====== SUPPLIED DATA ======

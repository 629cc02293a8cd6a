//! Core domain types, configuration and errors

pub mod config;
pub mod errors;
pub mod geo;
pub mod types;

pub use config::EngineConfig;
pub use errors::{Result, RiskEngineError};
pub use geo::{haversine_km, GeoPoint};
pub use types::{
    CustomerProfile, RiskAssessment, RiskLevel, SimilarTransaction, SimilaritySignal,
    StoredTransaction, Transaction,
};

======

§ THE PROBLEM: Every record above is to be copied out exactly.

§ TASK RESPONSE:
repository 629cc02293a8cd6a
//! Core domain types, configuration and errors

pub mod config;
pub mod errors;
pub mod geo;
pub mod types;

pub use config::EngineConfig;
pub use errors::{Result, RiskEngineError};
pub use geo::{haversine_km, GeoPoint};
pub use types::{
    CustomerProfile, RiskAssessment, RiskLevel, SimilarTransaction, SimilaritySignal,
    StoredTransaction, Transaction,
};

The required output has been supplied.